VSports在线直播 - A comprehensive survey of Ras mutations in cancer

Ian A Prior  1 Paul D LewisCarla Mattos
Affiliations

V体育ios版 - A comprehensive survey of Ras mutations in cancer

Ian A Prior et al. Cancer Res. .

Abstract

All mammalian cells express 3 closely related Ras proteins, termed H-Ras, K-Ras, and N-Ras, that promote oncogenesis when they are mutationally activated at codon 12, 13, or 61 VSports手机版. Although there is a high degree of similarity among the isoforms, K-Ras mutations are far more frequently observed in cancer, and each isoform displays preferential coupling to particular cancer types. We examined the mutational spectra of Ras isoforms curated from large-scale tumor profiling and found that each isoform exhibits surprisingly distinctive codon mutation and amino-acid substitution biases. These findings were unexpected given that these mutations occur in regions that share 100% amino-acid sequence identity among the 3 isoforms.

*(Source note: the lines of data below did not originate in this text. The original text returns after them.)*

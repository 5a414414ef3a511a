//! State evaluation interfaces.
//!
//! A [`StateEvaluator`] scores a board from one team's point of view. The
//! lookahead planner ranks its leaves with one, and MCTS can use one to
//! score rollouts cut off before the game ends.
//!
//! Learned models plug in through [`ValueModel`]: the board is encoded with
//! a [`BoardEncoder`](super::BoardEncoder) and the model maps the tensor to
//! a value. [`ModelEvaluator`] glues the two together.

use serde::{Deserialize, Serialize};

use crate::core::{Board, Team, UnitType};

use super::encoder::BoardEncoder;

/// Encoded board as a flat tensor for model input.
#[derive(Clone, Debug, PartialEq, Serialize, Deserialize)]
pub struct EncodedState {
    /// Flattened tensor data (row-major order).
    pub tensor: Vec<f32>,

    /// Shape of the tensor, `[channels, height, width]`.
    pub shape: Vec<usize>,
}

impl EncodedState {
    pub fn new(tensor: Vec<f32>, shape: Vec<usize>) -> Self {
        debug_assert_eq!(
            tensor.len(),
            shape.iter().product::<usize>(),
            "Tensor length must match shape product"
        );
        Self { tensor, shape }
    }

    /// Create a zero-filled encoded state with the given shape.
    pub fn zeros(shape: Vec<usize>) -> Self {
        let size = shape.iter().product();
        Self {
            tensor: vec![0.0; size],
            shape,
        }
    }

    #[must_use]
    pub fn len(&self) -> usize {
        self.tensor.len()
    }

    #[must_use]
    pub fn is_empty(&self) -> bool {
        self.tensor.is_empty()
    }

    /// Get element at a flat index.
    #[must_use]
    pub fn get(&self, index: usize) -> Option<f32> {
        self.tensor.get(index).copied()
    }
}

/// Scores a board for one team.
///
/// Implementations must be deterministic and return a value in `[0, 1]`,
/// where 1 is a certain win for `team`.
pub trait StateEvaluator: Send + Sync {
    fn evaluate(&self, board: &Board, team: Team) -> f64;

    /// Batch evaluation (optional optimization).
    fn evaluate_batch(&self, boards: &[Board], team: Team) -> Vec<f64> {
        boards.iter().map(|b| self.evaluate(b, team)).collect()
    }
}

/// Share of the total remaining hit points held by `team`.
#[derive(Clone, Copy, Debug, Default)]
pub struct HpRatioEvaluator;

impl StateEvaluator for HpRatioEvaluator {
    fn evaluate(&self, board: &Board, team: Team) -> f64 {
        let mine = f64::from(board.total_hp(team));
        let theirs = f64::from(board.total_hp(team.opponent()));
        if mine + theirs == 0.0 {
            0.5
        } else {
            mine / (mine + theirs)
        }
    }
}

/// Hit points weighted by unit value.
///
/// Air units count most and infantry least, so trading infantry for a
/// fighter scores as a gain.
#[derive(Clone, Copy, Debug)]
pub struct MaterialEvaluator {
    weights: [f64; UnitType::COUNT],
}

impl MaterialEvaluator {
    /// Default unit values, indexed by [`UnitType::index`].
    pub const DEFAULT_WEIGHTS: [f64; UnitType::COUNT] = [2.0, 2.0, 1.5, 1.0, 0.7, 0.2];

    #[must_use]
    pub fn with_weights(weights: [f64; UnitType::COUNT]) -> Self {
        Self { weights }
    }

    fn material(&self, board: &Board, team: Team) -> f64 {
        board
            .team_units(team)
            .map(|u| f64::from(u.hp) * self.weights[u.kind.index()])
            .sum()
    }
}

impl Default for MaterialEvaluator {
    fn default() -> Self {
        Self::with_weights(Self::DEFAULT_WEIGHTS)
    }
}

impl StateEvaluator for MaterialEvaluator {
    fn evaluate(&self, board: &Board, team: Team) -> f64 {
        let mine = self.material(board, team);
        let theirs = self.material(board, team.opponent());
        if mine + theirs <= 0.0 {
            0.5
        } else {
            mine / (mine + theirs)
        }
    }
}

/// A value model over encoded boards, typically backed by a trained network.
pub trait ValueModel: Send + Sync {
    /// Win probability for the perspective team the state was encoded for.
    fn predict(&self, encoded: &EncodedState) -> f32;

    /// Batch prediction (optional optimization).
    fn predict_batch(&self, encoded: &[EncodedState]) -> Vec<f32> {
        encoded.iter().map(|e| self.predict(e)).collect()
    }
}

/// [`StateEvaluator`] that encodes the board and asks a [`ValueModel`].
#[derive(Clone, Debug)]
pub struct ModelEvaluator<M> {
    encoder: BoardEncoder,
    model: M,
}

impl<M: ValueModel> ModelEvaluator<M> {
    pub fn new(encoder: BoardEncoder, model: M) -> Self {
        Self { encoder, model }
    }
}

impl<M: ValueModel> StateEvaluator for ModelEvaluator<M> {
    fn evaluate(&self, board: &Board, team: Team) -> f64 {
        let encoded = self.encoder.encode(board, team);
        f64::from(self.model.predict(&encoded)).clamp(0.0, 1.0)
    }

    fn evaluate_batch(&self, boards: &[Board], team: Team) -> Vec<f64> {
        let encoded: Vec<EncodedState> = boards.iter().map(|b| self.encoder.encode(b, team)).collect();
        self.model
            .predict_batch(&encoded)
            .into_iter()
            .map(|v| f64::from(v).clamp(0.0, 1.0))
            .collect()
    }
}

Of importance, many of these mutational biases were not due to differences in exposure to mutagens, because the patterns were still evident when compared within specific cancer types. We discuss potential genetic and epigenetic mechanisms, as well as isoform-specific differences in protein structure and signaling, that may promote these distinct mutation patterns and differential coupling to specific cancers. .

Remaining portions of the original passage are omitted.